The flight crew activates ice protection based on guidance from the aircraft manufacture and/or company. The ice detection system provides an alert as a back-up to the established crew procedures.

Advisory systems require crews to be proactive and activate ice protection systems when conditions are favorable for icing.

A picture of airplane shaped sugar cookies with colorful icing with the caption: "Good Aircraft Icing"

Second photo shows rime ice buildup on an aircraft leading edge with the caption: "Bad Aircraft Icing"
Icing tastes better on cookies

767-300F Ice Detector

The Boeing 767-300F ice detector is located on the right side of the aircraft nose, below the first officer’s window and pitot tubes.

The 767 freighters that I fly have a Collins advisory ice detection system. The detector activates an EICAS message (ICE DET ON) to alert the crew of ice accumulation. 

When the sensor is free of ice, the EICAS advisory changes to ICE DET OFF. The crew continues to use ice protection until clear of potential icing conditions.

The large, center LCD display on a 767 instrument panel. The display shows engine parameters and words in yellow denoting cautions
767-300F EICAS screen (Engine Indication and Crew Alerting System)
Center LCD panel showing the words ICE DETECT ON in yellow letters.
ICE DET ON alert when detector senses ice
Center LCD panel showing the words ICE DETECT OFF in yellow letters.
ICE DET OFF alert when detector is clear of ice

When is ice protection used?

An advisory ice detection system serves as a final warning to alert the crew that ice protection is needed. In most cases, the flight crew activates ice protection before receiving an alert from the ice detector.

Airlines develop procedures for operating ice protection systems based on recommendations from the aircraft manufacturer. Here are examples of procedures for Engine Inlet Cowl ice protection:

Ground Use

Engine Inlet ice protection shall be selected ON in visible moisture when outside air temperature (OAT) is ≤10°C.

In-Flight Use

Engine Inlet ice protection shall be selected ON in visible moisture between 10°C TAT (total air temp) and -40°C SAT (static air temp).

Small sub-panel located on the large overhead panel above the pilot seats. Panel has 3 buttons. Wing anti-ice, left engine heat, and right engine heat. An indicator light shows the word "ICING" in yellow to indicated the ice detector has sensed ice buildup.
767-300 ice protection panel. Crew has switched on left & right engine anti-ice. Amber ICING alert indicates the ice detector senses ice.

If the crew follows the above procedures, they will activate engine ice protection before receiving an alert from the ice detector.

What about wing ice protection?

The button labeled “WING” on the Anti-Ice panel activates wing protection. The 767-300 wing anti-ice system uses engine bleed air to heat the three outboard leading edge slats on each wing.

Boeing engineers did not include ice protection on the inboard wing leading edge slats. Ice buildup in these areas does not significantly impact performance.

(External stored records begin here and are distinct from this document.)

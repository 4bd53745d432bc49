//! Game state and core simulation types
//!
//! Everything the frame loop mutates lives in one [`GameState`] passed by
//! reference into each step. Each collection has a single owner: the asteroid
//! field, the bullet pool and the particle system are only changed through
//! their own methods.

use glam::Vec2;
use rand::SeedableRng;
use rand_pcg::Pcg32;
use serde::{Deserialize, Serialize};

use super::asteroid::AsteroidField;
use super::particles::ParticleSystem;
use super::projectile::BulletPool;
use super::ship::Ship;
use crate::consts::*;
use crate::platform::{Controller, TimerEvent};
use crate::settings::Settings;

/// Current phase of gameplay
#[derive(Debug, Clone, Copy, PartialEq, Eq, Serialize, Deserialize)]
pub enum GamePhase {
    /// Active gameplay
    Playing,
    /// Out of lives; asteroids keep drifting
    GameOver,
}

/// Things that happened during a frame, for the presentation layer
#[derive(Debug, Clone, Copy, PartialEq, Serialize, Deserialize)]
pub enum GameEvent {
    /// An asteroid was hit (and split if it was big enough)
    AsteroidDestroyed { size: f32, points: u64 },
    /// The ship crashed and will respawn
    ShipDestroyed { lives_left: u8 },
    /// The ship crashed on its last life
    GameOver,
    /// Fire was pressed with every bullet slot in use
    ShotDropped,
    /// Field cleared; a new wave spawned
    WaveStarted { wave: u32, asteroids: usize },
}

/// Complete simulation state
#[derive(Debug)]
pub struct GameState {
    pub settings: Settings,
    /// Seeded RNG for shapes, spawns and fragmentation
    pub rng: Pcg32,
    pub phase: GamePhase,
    pub score: u64,
    /// Waves cleared so far
    pub wave: u32,
    /// Sub-steps simulated
    pub time_ticks: u64,
    pub ship: Ship,
    pub asteroids: AsteroidField,
    pub bullets: BulletPool,
    /// Visual debris (not gameplay-affecting)
    pub particles: ParticleSystem,
}

impl GameState {
    /// Create a run from settings and spawn the first wave
    pub fn new(settings: Settings) -> Self {
        let mut state = Self::empty(settings);
        state.spawn_wave();
        state
    }

    /// A run with no asteroids yet, for hand-built scenarios
    pub fn empty(settings: Settings) -> Self {
        Self {
            rng: Pcg32::seed_from_u64(settings.seed),
            phase: GamePhase::Playing,
            score: 0,
            wave: 0,
            time_ticks: 0,
            ship: Ship::new(settings.starting_lives),
            asteroids: AsteroidField::new(),
            bullets: BulletPool::new(),
            particles: ParticleSystem::new().with_debug(settings.debug),
            settings,
        }
    }

    pub fn with_controller(mut self, controller: Box<dyn Controller>) -> Self {
        self.ship.controller = Some(controller);
        self
    }

    /// Where new waves spawn around: the ship during play, the field center otherwise
    pub fn population_center(&self) -> Vec2 {
        match self.phase {
            GamePhase::Playing => self.ship.pos,
            GamePhase::GameOver => Vec2::new(SHIP_SPAWN.0, SHIP_SPAWN.1),
        }
    }

    /// (Re)populate the field for the current wave
    pub fn spawn_wave(&mut self) -> usize {
        let count = self.settings.initial_asteroids + self.wave as usize;
        let center = self.population_center();
        self.asteroids
            .initialize(count, self.settings.asteroid_speed, center, &mut self.rng);
        count
    }

    /// Deliver a scheduled event
    pub fn handle_timer(&mut self, event: TimerEvent) {
        match event {
            TimerEvent::ShipRespawn => {
                if self.phase == GamePhase::Playing {
                    self.ship.respawn();
                    log::info!("Ship respawned");
                }
            }
        }
    }
}

#[cfg(test)]
mod tests {
    use super::*;

    #[test]
    fn test_new_spawns_first_wave() {
        let state = GameState::new(Settings::default());
        assert_eq!(state.asteroids.len(), Settings::default().initial_asteroids);
        assert_eq!(state.ship.lives, STARTING_LIVES);
        assert_eq!(state.phase, GamePhase::Playing);
        assert!(state.bullets.is_empty());
    }

    #[test]
    fn test_same_seed_same_field() {
        let a = GameState::new(Settings::default());
        let b = GameState::new(Settings::default());
        assert_eq!(a.asteroids.as_slice(), b.asteroids.as_slice());

        let c = GameState::new(Settings {
            seed: 1,
            ..Default::default()
        });
        assert_ne!(a.asteroids.as_slice(), c.asteroids.as_slice());
    }

    #[test]
    fn test_respawn_ignored_after_game_over() {
        let mut state = GameState::empty(Settings::default());
        state.ship.pause_drawing = true;
        state.phase = GamePhase::GameOver;
        state.handle_timer(TimerEvent::ShipRespawn);
        assert!(state.ship.pause_drawing);

        state.phase = GamePhase::Playing;
        state.handle_timer(TimerEvent::ShipRespawn);
        assert!(!state.ship.pause_drawing);
    }
}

I’ve flown approaches and landings with ice on the unprotected areas and the aircraft flies beautifully.

Rime ice on the unheated, inboard portion of a 767 wing between the engine and fuselage.
Rime ice on the unheated, inboard portion of a 767 wing. The ice accumulated during approach to Anchorage, AK.

Pilots typically use wing protection when ice begins to accumulate on window frames or windshield wipers (used as de-ice, after accumulation begins). The crew can also activate wing protection when conditions are favorable for airframe icing (used as anti-ice to prevent accumulation).

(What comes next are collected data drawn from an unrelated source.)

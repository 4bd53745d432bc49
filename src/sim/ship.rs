//! The player's ship
//!
//! Two states: active, and a timed destroyed-pause after a crash. While
//! paused the ship is neither moved nor collision-checked and its controller
//! is suspended; the host's scheduler ends the pause.

use std::time::Duration;

use glam::Vec2;
use rand::Rng;

use super::asteroid::Asteroid;
use super::collision::{Collider, Segment, segment_hits_asteroid};
use super::kinematics::{self, Motion};
use super::particles::{EffectKind, EffectParams, ParticleSystem};
use crate::consts::*;
use crate::platform::{ActiveInput, Controller, Scheduler, TimerEvent};
use crate::render::WHITE;
use crate::{heading_to_forward, normalize_angle};

/// Hull vertices at heading 0: nose, rear-left, rear-right
pub const HULL: [Vec2; 3] = [
    Vec2::new(0.0, -1.5),
    Vec2::new(-1.0, 1.0),
    Vec2::new(1.0, 1.0),
];
/// Farthest hull vertex from the ship's center
pub const HULL_REACH: f32 = 1.5;

/// Outward speed of hull debris
const DEBRIS_SPEED: f32 = 4.0;

/// What a crash did to the run
#[derive(Debug, Clone, Copy, PartialEq, Eq)]
pub enum Destruction {
    /// Ship is down but will respawn
    LifeLost { lives_left: u8 },
    /// No lives left
    GameOver,
}

/// The player's ship
pub struct Ship {
    pub pos: Vec2,
    pub vel: Vec2,
    pub acc: Vec2,
    /// Radians; 0 points up the screen
    pub heading: f32,
    pub is_accelerating: bool,
    /// Source of decoded input; a ship without one just drifts
    pub controller: Option<Box<dyn Controller>>,
    /// Destroyed-pause: no drawing, no motion, no collisions
    pub pause_drawing: bool,
    pub lives: u8,
}

impl std::fmt::Debug for Ship {
    fn fmt(&self, f: &mut std::fmt::Formatter<'_>) -> std::fmt::Result {
        f.debug_struct("Ship")
            .field("pos", &self.pos)
            .field("vel", &self.vel)
            .field("heading", &self.heading)
            .field("pause_drawing", &self.pause_drawing)
            .field("lives", &self.lives)
            .field("controller", &self.controller.is_some())
            .finish()
    }
}

impl Ship {
    /// A fresh ship at `SHIP_SPAWN` (the playfield center, `(50, 50)`), heading up
    pub fn new(lives: u8) -> Self {
        Self {
            pos: Vec2::new(SHIP_SPAWN.0, SHIP_SPAWN.1),
            vel: Vec2::ZERO,
            acc: Vec2::ZERO,
            heading: 0.0,
            is_accelerating: false,
            controller: None,
            pause_drawing: false,
            lives,
        }
    }

    pub fn with_controller(mut self, controller: Box<dyn Controller>) -> Self {
        self.controller = Some(controller);
        self
    }

    #[inline]
    pub fn forward(&self) -> Vec2 {
        heading_to_forward(self.heading)
    }

    #[inline]
    pub fn is_active(&self) -> bool {
        !self.pause_drawing
    }

    /// World-space hull vertices: nose, rear-left, rear-right
    pub fn hull(&self) -> [Vec2; 3] {
        let rot = Vec2::from_angle(self.heading);
        HULL.map(|v| self.pos + rot.rotate(v))
    }

    /// Left side, right side, back
    pub fn hull_edges(&self) -> [Segment; 3] {
        let [nose, left, right] = self.hull();
        [
            Segment::between(nose, left),
            Segment::between(nose, right),
            Segment::between(left, right),
        ]
    }

    /// Turn and set thrust from the held keys
    pub fn apply_input(&mut self, input: ActiveInput, dt: f32) {
        let turn = match (input.left, input.right) {
            (true, false) => -1.0,
            (false, true) => 1.0,
            _ => 0.0,
        };
        self.heading = normalize_angle(self.heading + turn * SHIP_ROTATION_SPEED * dt);
        self.is_accelerating = input.thrust;
        self.acc = if input.thrust {
            self.forward() * SHIP_THRUST
        } else {
            Vec2::ZERO
        };
    }

    /// Read the controller and advance one sub-step. Does nothing while paused.
    pub fn update(&mut self, dt: f32) {
        if self.pause_drawing {
            return;
        }
        if let Some(input) = self.controller.as_ref().map(|c| c.active_input()) {
            self.apply_input(input, dt);
        }
        let motion = Motion {
            acc: self.acc,
            drag: SHIP_DRAG,
            margin: SHIP_MARGIN,
        };
        kinematics::step(&mut self.pos, &mut self.vel, motion, dt);
    }

    /// Edge-triggered fire request from the controller
    pub fn wants_fire(&mut self) -> bool {
        if self.pause_drawing {
            return false;
        }
        self.controller
            .as_mut()
            .is_some_and(|controller| controller.take_fire())
    }

    /// Crash: scatter the hull as debris, go back to spawn and pause.
    ///
    /// Costs one life. With lives remaining a respawn is scheduled; at zero
    /// the run is over and the ship stays down.
    pub fn destroy<R: Rng + ?Sized>(
        &mut self,
        particles: &mut ParticleSystem,
        scheduler: &mut dyn Scheduler,
        rng: &mut R,
    ) -> Destruction {
        self.emit_debris(particles, rng);

        self.pos = Vec2::new(SHIP_SPAWN.0, SHIP_SPAWN.1);
        self.vel = Vec2::ZERO;
        self.acc = Vec2::ZERO;
        self.heading = 0.0;
        self.is_accelerating = false;
        self.pause_drawing = true;
        self.lives = self.lives.saturating_sub(1);

        if let Some(controller) = self.controller.as_mut() {
            controller.suspend();
        }

        if self.lives == 0 {
            log::info!("Ship destroyed, no lives left");
            Destruction::GameOver
        } else {
            let delay = Duration::from_millis(SHIP_RESPAWN_DELAY_MS);
            scheduler.schedule(delay, TimerEvent::ShipRespawn);
            log::info!("Ship destroyed, {} lives left", self.lives);
            Destruction::LifeLost {
                lives_left: self.lives,
            }
        }
    }

    /// End destroyed-pause and hand control back to the player
    pub fn respawn(&mut self) {
        self.pause_drawing = false;
        if let Some(controller) = self.controller.as_mut() {
            controller.resume();
        }
    }

    /// Five tumbling pieces: both sides split in half, plus the back
    fn emit_debris<R: Rng + ?Sized>(&self, particles: &mut ParticleSystem, rng: &mut R) {
        let [nose, left, right] = self.hull();
        let mid_left = (nose + left) / 2.0;
        let mid_right = (nose + right) / 2.0;
        let pieces = [
            (nose, mid_left),
            (mid_left, left),
            (nose, mid_right),
            (mid_right, right),
            (left, right),
        ];

        let kick_axis = self.forward().perp();
        for (a, b) in pieces {
            let pivot = (a + b) / 2.0;
            let outward = (pivot - self.pos).normalize_or_zero();
            let kick = kick_axis * rng.random_range(-0.5f32..0.5) * DEBRIS_SPEED;
            let direction: f32 = if rng.random::<bool>() { 1.0 } else { -1.0 };
            let spin = rng.random_range(2.0f32..6.0) * direction;
            let params = EffectParams {
                a,
                b,
                angular_vel: spin,
                vel: self.vel + outward * DEBRIS_SPEED + kick,
                frames_left: DEBRIS_FRAMES,
                color: WHITE,
            };
            // rejected requests are logged by the particle system
            let _ = particles.create(EffectKind::Segment.as_str(), params);
        }
    }
}

impl Collider for Ship {
    fn position(&self) -> Vec2 {
        self.pos
    }

    fn padding(&self) -> f32 {
        BROAD_PHASE_PADDING + HULL_REACH
    }

    fn hits(&self, asteroid: &Asteroid) -> bool {
        self.hull_edges()
            .iter()
            .any(|edge| segment_hits_asteroid(asteroid, *edge))
    }
}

Wing protection operates automatically on aircraft with primary automatic systems.

757-200PF: No Ice Detector

Interestingly, my airline’s 757 fleet does not have ice detectors. Company procedures (similar to the examples above) ensure the aircraft is protected in an icing encounter.

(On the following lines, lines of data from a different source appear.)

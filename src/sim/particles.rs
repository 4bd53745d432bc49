//! Visual-only particle effects
//!
//! Effects never touch gameplay state. Each one knows how to advance itself
//! by one rendered frame and how to draw itself; the [`ParticleSystem`] pulls
//! the next state of every live effect once per frame, draws the ones still
//! running and retires the rest into a free list for reuse.

use glam::Vec2;
use serde::{Deserialize, Serialize};

use crate::consts::FRAME_DT;
use crate::error::SimError;
use crate::render::{Color, RenderSink, Stroke, to_screen, to_screen_len};

/// Outcome of advancing an effect by one frame
#[derive(Debug, Clone, Copy, PartialEq, Eq)]
pub enum Advance {
    Live,
    Done,
}

/// A line segment spinning about a pivot while it drifts
#[derive(Debug, Clone, PartialEq, Serialize, Deserialize)]
pub struct RotatingSegment {
    pub a: Vec2,
    pub b: Vec2,
    /// Rotation center, carried along with the segment
    pub pivot: Vec2,
    /// Radians per second
    pub angular_vel: f32,
    /// Units per second
    pub vel: Vec2,
    /// Frames left; the effect is still drawn on the frame this reaches zero
    pub frames_left: i32,
    pub color: Color,
}

impl RotatingSegment {
    fn advance(&mut self) -> Advance {
        if self.frames_left < 0 {
            return Advance::Done;
        }
        let spin = Vec2::from_angle(self.angular_vel * FRAME_DT);
        let shift = self.vel * FRAME_DT;
        self.a = self.pivot + spin.rotate(self.a - self.pivot) + shift;
        self.b = self.pivot + spin.rotate(self.b - self.pivot) + shift;
        self.pivot += shift;
        self.frames_left -= 1;
        Advance::Live
    }

    fn render(&self, sink: &mut dyn RenderSink) {
        sink.polyline(
            &[to_screen(self.a), to_screen(self.b)],
            false,
            Stroke::new(self.color, to_screen_len(0.3)),
        );
    }
}

/// The closed set of effect variants
#[derive(Debug, Clone, PartialEq, Serialize, Deserialize)]
pub enum Effect {
    Segment(RotatingSegment),
}

impl Effect {
    pub fn kind(&self) -> EffectKind {
        match self {
            Effect::Segment(_) => EffectKind::Segment,
        }
    }

    /// Step to the next frame's state
    pub fn advance(&mut self) -> Advance {
        match self {
            Effect::Segment(segment) => segment.advance(),
        }
    }

    pub fn render(&self, sink: &mut dyn RenderSink) {
        match self {
            Effect::Segment(segment) => segment.render(sink),
        }
    }
}

/// Effect variant tags
#[derive(Debug, Clone, Copy, PartialEq, Eq, Serialize, Deserialize)]
pub enum EffectKind {
    Segment,
}

impl EffectKind {
    pub fn as_str(&self) -> &'static str {
        match self {
            EffectKind::Segment => "segment",
        }
    }

    pub fn from_name(name: &str) -> Option<Self> {
        match name.to_lowercase().as_str() {
            "segment" | "rotating_segment" => Some(EffectKind::Segment),
            _ => None,
        }
    }

    /// Build this kind of effect from request parameters
    pub fn build(self, params: EffectParams) -> Effect {
        match self {
            EffectKind::Segment => Effect::Segment(RotatingSegment {
                a: params.a,
                b: params.b,
                pivot: (params.a + params.b) / 2.0,
                angular_vel: params.angular_vel,
                vel: params.vel,
                frames_left: params.frames_left,
                color: params.color,
            }),
        }
    }
}

/// What an effect request carries; each kind reads the fields it needs
#[derive(Debug, Clone, Copy, PartialEq, Serialize, Deserialize)]
pub struct EffectParams {
    pub a: Vec2,
    pub b: Vec2,
    /// Radians per second
    pub angular_vel: f32,
    /// Units per second
    pub vel: Vec2,
    pub frames_left: i32,
    pub color: Color,
}

/// Pool of live effects.
///
/// Slots are index-stable: a finished effect leaves a hole that the next
/// insert fills, so inserts and retirements are O(1) and nothing shifts.
#[derive(Debug, Clone, Default)]
pub struct ParticleSystem {
    slots: Vec<Option<Effect>>,
    free: Vec<usize>,
    live: usize,
    /// Log rejected requests
    debug: bool,
}

impl ParticleSystem {
    pub fn new() -> Self {
        Self::default()
    }

    /// Add an effect; returns its slot
    pub fn insert(&mut self, effect: Effect) -> usize {
        self.live += 1;
        match self.free.pop() {
            Some(slot) => {
                self.slots[slot] = Some(effect);
                slot
            }
            None => {
                self.slots.push(Some(effect));
                self.slots.len() - 1
            }
        }
    }

    pub fn with_debug(mut self, debug: bool) -> Self {
        self.debug = debug;
        self
    }

    /// Create an effect of the named kind from `params`.
    ///
    /// An unknown kind is rejected and nothing is inserted.
    pub fn create(&mut self, kind: &str, params: EffectParams) -> Result<usize, SimError> {
        match EffectKind::from_name(kind) {
            Some(kind) => Ok(self.insert(kind.build(params))),
            None => {
                let err = SimError::UnknownEffect(kind.to_string());
                if self.debug {
                    log::debug!("effect dropped: {}", err);
                }
                Err(err)
            }
        }
    }

    /// Advance every effect one frame, draw the live ones, retire the finished ones
    pub fn draw_all(&mut self, sink: &mut dyn RenderSink) {
        for (index, slot) in self.slots.iter_mut().enumerate() {
            let Some(effect) = slot else {
                continue;
            };
            match effect.advance() {
                Advance::Live => effect.render(sink),
                Advance::Done => {
                    *slot = None;
                    self.free.push(index);
                    self.live -= 1;
                }
            }
        }
    }

    /// Number of live effects
    pub fn len(&self) -> usize {
        self.live
    }

    pub fn is_empty(&self) -> bool {
        self.live == 0
    }

    pub fn iter(&self) -> impl Iterator<Item = &Effect> {
        self.slots.iter().flatten()
    }

    pub fn clear(&mut self) {
        self.slots.clear();
        self.free.clear();
        self.live = 0;
    }
}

Is ice protection just a winter thing?

Aircraft icing can occur year-round at any latitude, even at the equator. It might be 95°F (35°C) at the airport, but clouds 20,000 feet above can contain water droplets supercooled below freezing. When aircraft fly through cold clouds, it’s important for flight crews to use ice protection systems to protect wing leading edges and engine inlets.

Further Reading

Aircraft De-Icing: Why They Spray Aircraft

Aspirated Total Air Temperature Probe

Collins Aerospace Ice Detection and Protection Systems


  1. Hello Captain Hoke,

    Thank you for yet another incredible post about a fascinating subject! Your clear explanation and illustrations are second only to your exemplary skill on the flight deck.

  2. thanks, always wondered about aircraft de icing. How long ago did de icing options exist. Betting in the 1930’s it was a serious hazard. Will check out Why They Spray Aircraft next.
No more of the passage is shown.